THE PROBLEM:
The full set of entries is to be returned word for word.

DATA RECORDS:
%%

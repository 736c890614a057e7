//! Network-typed addresses

use std::fmt;
use std::str::FromStr;

use serde::{Deserialize, Serialize};

use dmsg_protocol::PubKey;

/// Network an [`Addr`] lives on
#[derive(Debug, Clone, Copy, PartialEq, Eq, Hash, Serialize, Deserialize)]
#[serde(rename_all = "lowercase")]
pub enum NetType {
    /// Routes through the visor router
    Skynet,
    /// Direct dmsg streams
    Dmsg,
}

impl fmt::Display for NetType {
    fn fmt(&self, f: &mut fmt::Formatter<'_>) -> fmt::Result {
        match self {
            NetType::Skynet => write!(f, "skynet"),
            NetType::Dmsg => write!(f, "dmsg"),
        }
    }
}

impl FromStr for NetType {
    type Err = String;

    fn from_str(s: &str) -> Result<Self, Self::Err> {
        match s {
            "skynet" => Ok(NetType::Skynet),
            "dmsg" => Ok(NetType::Dmsg),
            other => Err(format!("unknown network type: {}", other)),
        }
    }
}

/// Endpoint on one of the app networks
#[derive(Debug, Clone, Copy, PartialEq, Eq, Hash, Serialize, Deserialize)]
pub struct Addr {
    pub net: NetType,
    #[serde(rename = "public_key")]
    pub pk: PubKey,
    pub port: u16,
}

impl Addr {
    pub fn new(net: NetType, pk: PubKey, port: u16) -> Self {
        Self { net, pk, port }
    }

    pub fn skynet(pk: PubKey, port: u16) -> Self {
        Self::new(NetType::Skynet, pk, port)
    }

    pub fn dmsg(pk: PubKey, port: u16) -> Self {
        Self::new(NetType::Dmsg, pk, port)
    }

    /// The same endpoint as a dmsg address
    pub fn to_dmsg(self) -> dmsg_protocol::Addr {
        dmsg_protocol::Addr::new(self.pk, self.port)
    }

    pub fn from_dmsg(addr: dmsg_protocol::Addr) -> Self {
        Self::dmsg(addr.pk, addr.port)
    }
}

impl fmt::Display for Addr {
    fn fmt(&self, f: &mut fmt::Formatter<'_>) -> fmt::Result {
        write!(f, "{}:{}", self.pk, self.port)
    }
}

#[cfg(test)]
mod tests {
    use super::*;
    use dmsg_protocol::cipher::generate_keypair;

    #[test]
    fn test_net_type_names() {
        assert_eq!("skynet".parse::<NetType>().unwrap(), NetType::Skynet);
        assert_eq!(NetType::Dmsg.to_string(), "dmsg");
        assert!("tcp".parse::<NetType>().is_err());
    }

    #[test]
    fn test_dmsg_conversion_keeps_endpoint() {
        let (pk, _) = generate_keypair();
        let addr = Addr::dmsg(pk, 80);
        assert_eq!(Addr::from_dmsg(addr.to_dmsg()), addr);
        assert_eq!(addr.to_string(), format!("{}:80", pk));
    }
}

%%

EXERCISE OUTPUT:
repository 736c890614a057e7
//! Network-typed addresses

use std::fmt;
use std::str::FromStr;

use serde::{Deserialize, Serialize};

use dmsg_protocol::PubKey;

/// Network an [`Addr`] lives on
#[derive(Debug, Clone, Copy, PartialEq, Eq, Hash, Serialize, Deserialize)]
#[serde(rename_all = "lowercase")]
pub enum NetType {
    /// Routes through the visor router
    Skynet,
    /// Direct dmsg streams
    Dmsg,
}

impl fmt::Display for NetType {
    fn fmt(&self, f: &mut fmt::Formatter<'_>) -> fmt::Result {
        match self {
            NetType::Skynet => write!(f, "skynet"),
            NetType::Dmsg => write!(f, "dmsg"),
        }
    }
}

impl FromStr for NetType {
    type Err = String;

    fn from_str(s: &str) -> Result<Self, Self::Err> {
        match s {
            "skynet" => Ok(NetType::Skynet),
            "dmsg" => Ok(NetType::Dmsg),
            other => Err(format!("unknown network type: {}", other)),
        }
    }
}

/// Endpoint on one of the app networks
#[derive(Debug, Clone, Copy, PartialEq, Eq, Hash, Serialize, Deserialize)]
pub struct Addr {
    pub net: NetType,
    #[serde(rename = "public_key")]
    pub pk: PubKey,
    pub port: u16,
}

impl Addr {
    pub fn new(net: NetType, pk: PubKey, port: u16) -> Self {
        Self { net, pk, port }
    }

    pub fn skynet(pk: PubKey, port: u16) -> Self {
        Self::new(NetType::Skynet, pk, port)
    }

    pub fn dmsg(pk: PubKey, port: u16) -> Self {
        Self::new(NetType::Dmsg, pk, port)
    }

    /// The same endpoint as a dmsg address
    pub fn to_dmsg(self) -> dmsg_protocol::Addr {
        dmsg_protocol::Addr::new(self.pk, self.port)
    }

    pub fn from_dmsg(addr: dmsg_protocol::Addr) -> Self {
        Self::dmsg(addr.pk, addr.port)
    }
}

impl fmt::Display for Addr {
    fn fmt(&self, f: &mut fmt::Formatter<'_>) -> fmt::Result {
        write!(f, "{}:{}", self.pk, self.port)
    }
}

#[cfg(test)]
mod tests {
    use super::*;
    use dmsg_protocol::cipher::generate_keypair;

    #[test]
    fn test_net_type_names() {
        assert_eq!("skynet".parse::<NetType>().unwrap(), NetType::Skynet);
        assert_eq!(NetType::Dmsg.to_string(), "dmsg");
        assert!("tcp".parse::<NetType>().is_err());
    }

    #[test]
    fn test_dmsg_conversion_keeps_endpoint() {
        let (pk, _) = generate_keypair();
        let addr = Addr::dmsg(pk, 80);
        assert_eq!(Addr::from_dmsg(addr.to_dmsg()), addr);
        assert_eq!(addr.to_string(), format!("{}:80", pk));
    }
}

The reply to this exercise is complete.